__WHAT THIS TASK INVOLVES__
Among the lines below, how many carry the string "MONTHS"? Reply with a number and nothing else.

__DATA SUPPLIED__
Content starts
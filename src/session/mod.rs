//! Call session management
//!
//! One [`CallSession`] per active call, keyed by the transport's call-stream id:
//! - Caller identity and negotiated language
//! - Capped conversation transcript
//! - Cached appointments (only overwritten by successful fetches)
//! - Pending partial edit awaiting details or confirmation
//! - Conversation-state flags

mod call;
mod config;
mod stats;
mod store;

pub use call::{CallSession, EditAction, MissingDetail, PendingEdit};
pub use config::SessionConfig;
pub use stats::{SessionStats, Speaker, TranscriptTurn};
pub use store::SessionStore;
use super::handlers;
use super::state::AppState;
use axum::{
    routing::{get, post},
    Router,
};
use tower_http::trace::TraceLayer;

/// Create the HTTP router with all routes
pub fn create_router(state: AppState) -> Router {
    Router::new()
        // Health check
        .route("/health", get(handlers::health_check))
        // Call lifecycle
        .route("/calls/start", post(handlers::start_call))
        .route("/calls/:call_id/end", post(handlers::end_call))
        .route("/calls/:call_id/status", get(handlers::get_call_status))
        // Conversation and turn-taking signals
        .route("/calls/:call_id/utterance", post(handlers::post_utterance))
        .route(
            "/calls/:call_id/speech/started",
            post(handlers::speech_started),
        )
        .route("/calls/:call_id/speech/ended", post(handlers::speech_ended))
        .route(
            "/calls/:call_id/assistant/started",
            post(handlers::assistant_started),
        )
        .route(
            "/calls/:call_id/assistant/ended",
            post(handlers::assistant_ended),
        )
        // Audit trail
        .route("/audit/status", get(handlers::get_audit_status))
        .route("/audit/metrics", get(handlers::get_audit_metrics))
        .route("/audit/errors", get(handlers::get_audit_errors))
        .route("/audit/:correlation_id", get(handlers::get_audit_records))
        // Add tracing middleware for request logging
        .layer(TraceLayer::new_for_http())
        .with_state(state)
}
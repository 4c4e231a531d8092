use super::words;
use chrono::{Datelike, Duration, NaiveDate, NaiveTime, Weekday};

const MONTHS: &[(&str, u32)] = &[
    ("january", 1),
    ("jan", 1),
    ("february", 2),
    ("feb", 2),
    ("march", 3),
    ("mar", 3),
    ("april", 4),
    ("apr", 4),
    ("may", 5),
    ("june", 6),
    ("jun", 6),
    ("july", 7),
    ("jul", 7),
    ("august", 8),
    ("aug", 8),
    ("september", 9),
    ("sept", 9),
    ("sep", 9),
    ("october", 10),
    ("oct", 10),
    ("november", 11),
    ("nov", 11),
    ("december", 12),
    ("dec", 12),
];

fn weekday(word: &str) -> Option<Weekday> {
    let day = match word.trim_end_matches("'s") {
        "monday" | "mon" => Weekday::Mon,
        "tuesday" | "tue" | "tues" => Weekday::Tue,
        "wednesday" | "wed" => Weekday::Wed,
        "thursday" | "thu" | "thur" | "thurs" => Weekday::Thu,
        "friday" | "fri" => Weekday::Fri,
        "saturday" | "sat" => Weekday::Sat,
        "sunday" | "sun" => Weekday::Sun,
        _ => return None,
    };
    Some(day)
}

fn month(word: &str) -> Option<u32> {
    MONTHS.iter().find(|(name, _)| *name == word).map(|(_, m)| *m)
}

/// "23", "23rd", "1st" -> day of month
fn day_number(word: &str) -> Option<u32> {
    let digits = word
        .trim_end_matches("st")
        .trim_end_matches("nd")
        .trim_end_matches("rd")
        .trim_end_matches("th");
    digits.parse::<u32>().ok().filter(|d| (1..=31).contains(d))
}

/// Next occurrence of `day` strictly after `today`
fn next_weekday(today: NaiveDate, day: Weekday) -> NaiveDate {
    let ahead = (day.num_days_from_monday() as i64 - today.weekday().num_days_from_monday() as i64 + 7) % 7;
    let ahead = if ahead == 0 { 7 } else { ahead };
    today + Duration::days(ahead)
}

/// Month/day without a year: this year, or next year if already past
fn upcoming(today: NaiveDate, month: u32, day: u32) -> Option<NaiveDate> {
    let this_year = NaiveDate::from_ymd_opt(today.year(), month, day)?;
    if this_year >= today {
        Some(this_year)
    } else {
        NaiveDate::from_ymd_opt(today.year() + 1, month, day)
    }
}

/// Parse a spoken date relative to `today`
///
/// Understands "today", "tomorrow", "day after tomorrow", weekday names (the next
/// occurrence after today), "October 23rd", "23rd of October", "10/23", and ISO dates.
pub fn parse_date(text: &str, today: NaiveDate) -> Option<NaiveDate> {
    let words = words(text);
    let joined = words.join(" ");

    if joined.contains("day after tomorrow") {
        return Some(today + Duration::days(2));
    }

    for (i, word) in words.iter().enumerate() {
        match word.as_str() {
            "today" | "tonight" => return Some(today),
            "tomorrow" => return Some(today + Duration::days(1)),
            _ => {}
        }

        if let Some(day) = weekday(word) {
            return Some(next_weekday(today, day));
        }

        if let Ok(date) = NaiveDate::parse_from_str(word, "%Y-%m-%d") {
            return Some(date);
        }

        if let Some(date) = parse_slash_date(word, today) {
            return Some(date);
        }

        if let Some(m) = month(word) {
            // "october 23" or "23rd of october"
            let after = words.get(i + 1).and_then(|w| day_number(w));
            let before = i
                .checked_sub(1)
                .and_then(|j| words.get(j))
                .filter(|w| w.as_str() != "of")
                .and_then(|w| day_number(w))
                .or_else(|| {
                    (i >= 2 && words[i - 1] == "of")
                        .then(|| day_number(&words[i - 2]))
                        .flatten()
                });

            if let Some(d) = after.or(before) {
                if let Some(date) = upcoming(today, m, d) {
                    return Some(date);
                }
            }
        }
    }

    None
}

fn parse_slash_date(word: &str, today: NaiveDate) -> Option<NaiveDate> {
    let parts: Vec<&str> = word.split('/').collect();
    match parts.as_slice() {
        [m, d] => upcoming(today, m.parse().ok()?, d.parse().ok()?),
        [m, d, y] => {
            let mut year: i32 = y.parse().ok()?;
            if year < 100 {
                year += 2000;
            }
            NaiveDate::from_ymd_opt(year, m.parse().ok()?, d.parse().ok()?)
        }
        _ => None,
    }
}

/// Business-hours guess for a bare hour: "at 3" means 3 PM
fn assume_meridiem(hour: u32) -> u32 {
    if (1..=7).contains(&hour) {
        hour + 12
    } else {
        hour
    }
}

fn apply_meridiem(hour: u32, meridiem: &str) -> Option<u32> {
    match (meridiem, hour) {
        (_, h) if h == 0 || h > 12 => None,
        ("am", 12) => Some(0),
        ("am", h) => Some(h),
        ("pm", 12) => Some(12),
        ("pm", h) => Some(h + 12),
        _ => None,
    }
}

/// Split "3:30pm" into ("3", Some("30"), Some("pm"))
fn split_clock(word: &str) -> Option<(u32, u32, Option<&str>)> {
    let (body, meridiem) = if let Some(body) = word.strip_suffix("am") {
        (body, Some("am"))
    } else if let Some(body) = word.strip_suffix("pm") {
        (body, Some("pm"))
    } else {
        (word, None)
    };

    let (hour, minute) = match body.split_once(':') {
        Some((h, m)) => (h.parse().ok()?, m.parse().ok()?),
        None => (body.parse().ok()?, 0),
    };

    if minute > 59 {
        return None;
    }
    Some((hour, minute, meridiem))
}

/// Parse a spoken time of day
///
/// Accepts "3pm", "3 p.m.", "3:30 pm", "15:00", "noon", "midnight", "3 o'clock" and
/// "at 3". A bare number is only a time when something marks it as one, so the day in
/// "October 23" is never read as an hour.
pub fn parse_time(text: &str) -> Option<NaiveTime> {
    let words = words(text);

    for (i, word) in words.iter().enumerate() {
        match word.as_str() {
            "noon" | "midday" => return NaiveTime::from_hms_opt(12, 0, 0),
            "midnight" => return NaiveTime::from_hms_opt(0, 0, 0),
            _ => {}
        }

        let Some((hour, minute, meridiem)) = split_clock(word) else {
            continue;
        };

        let next = words.get(i + 1).map(String::as_str);
        let previous = i.checked_sub(1).and_then(|j| words.get(j)).map(String::as_str);
        let has_colon = word.contains(':');

        let hour = match (meridiem, next) {
            (Some(m), _) => apply_meridiem(hour, m),
            (None, Some(m @ ("am" | "pm"))) => apply_meridiem(hour, m),
            (None, Some("o'clock" | "oclock")) => Some(assume_meridiem(hour)),
            (None, _) if has_colon && hour <= 23 => Some(if hour > 12 { hour } else { assume_meridiem(hour) }),
            (None, _) if previous == Some("at") && (1..=12).contains(&hour) => Some(assume_meridiem(hour)),
            _ => None,
        };

        if let Some(time) = hour.and_then(|h| NaiveTime::from_hms_opt(h, minute, 0)) {
            return Some(time);
        }
    }

    None
}

/// Date and time found anywhere in the text
pub fn parse_date_time(text: &str, today: NaiveDate) -> (Option<NaiveDate>, Option<NaiveTime>) {
    (parse_date(text, today), parse_time(text))
}

#[cfg(test)]
mod tests {
    use super::*;

    // Tuesday
    fn today() -> NaiveDate {
        NaiveDate::from_ymd_opt(2026, 10, 20).unwrap()
    }

    fn date(m: u32, d: u32) -> NaiveDate {
        NaiveDate::from_ymd_opt(2026, m, d).unwrap()
    }

    fn time(h: u32, m: u32) -> NaiveTime {
        NaiveTime::from_hms_opt(h, m, 0).unwrap()
    }

    #[test]
    fn test_relative_dates() {
        assert_eq!(parse_date("today please", today()), Some(today()));
        assert_eq!(parse_date("tomorrow", today()), Some(date(10, 21)));
        assert_eq!(parse_date("the day after tomorrow", today()), Some(date(10, 22)));
    }

    #[test]
    fn test_weekdays_are_upcoming() {
        assert_eq!(parse_date("Friday", today()), Some(date(10, 23)));
        assert_eq!(parse_date("move it to fri", today()), Some(date(10, 23)));
        assert_eq!(parse_date("Monday", today()), Some(date(10, 26)));
        // Same weekday means next week
        assert_eq!(parse_date("Tuesday", today()), Some(date(10, 27)));
    }

    #[test]
    fn test_month_day() {
        assert_eq!(parse_date("October 30th", today()), Some(date(10, 30)));
        assert_eq!(parse_date("the 2nd of November", today()), Some(date(11, 2)));
        assert_eq!(parse_date("nov 2", today()), Some(date(11, 2)));
        assert_eq!(
            parse_date("January 5", today()),
            NaiveDate::from_ymd_opt(2027, 1, 5)
        );
    }

    #[test]
    fn test_numeric_dates() {
        assert_eq!(parse_date("2026-11-03", today()), Some(date(11, 3)));
        assert_eq!(parse_date("on 11/3", today()), Some(date(11, 3)));
        assert_eq!(parse_date("11/3/26", today()), Some(date(11, 3)));
    }

    #[test]
    fn test_no_date() {
        assert_eq!(parse_date("3pm", today()), None);
        assert_eq!(parse_date("whenever works", today()), None);
        assert_eq!(parse_date("February 30", today()), None);
    }

    #[test]
    fn test_times() {
        assert_eq!(parse_time("3pm"), Some(time(15, 0)));
        assert_eq!(parse_time("3 p.m."), Some(time(15, 0)));
        assert_eq!(parse_time("at 3:30 pm"), Some(time(15, 30)));
        assert_eq!(parse_time("10am"), Some(time(10, 0)));
        assert_eq!(parse_time("12 am"), Some(time(0, 0)));
        assert_eq!(parse_time("15:00"), Some(time(15, 0)));
        assert_eq!(parse_time("noon"), Some(time(12, 0)));
        assert_eq!(parse_time("4 o'clock"), Some(time(16, 0)));
        assert_eq!(parse_time("at 9"), Some(time(9, 0)));
    }

    #[test]
    fn test_bare_numbers_are_not_times() {
        assert_eq!(parse_time("October 23"), None);
        assert_eq!(parse_time("the 2nd one"), None);
        assert_eq!(parse_time("13pm"), None);
    }

    #[test]
    fn test_date_and_time_together() {
        assert_eq!(
            parse_date_time("Friday 3pm", today()),
            (Some(date(10, 23)), Some(time(15, 0)))
        );
        assert_eq!(parse_date_time("Friday", today()), (Some(date(10, 23)), None));
    }
}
Content ends
__OUTPUT FOR THIS EXERCISE__
2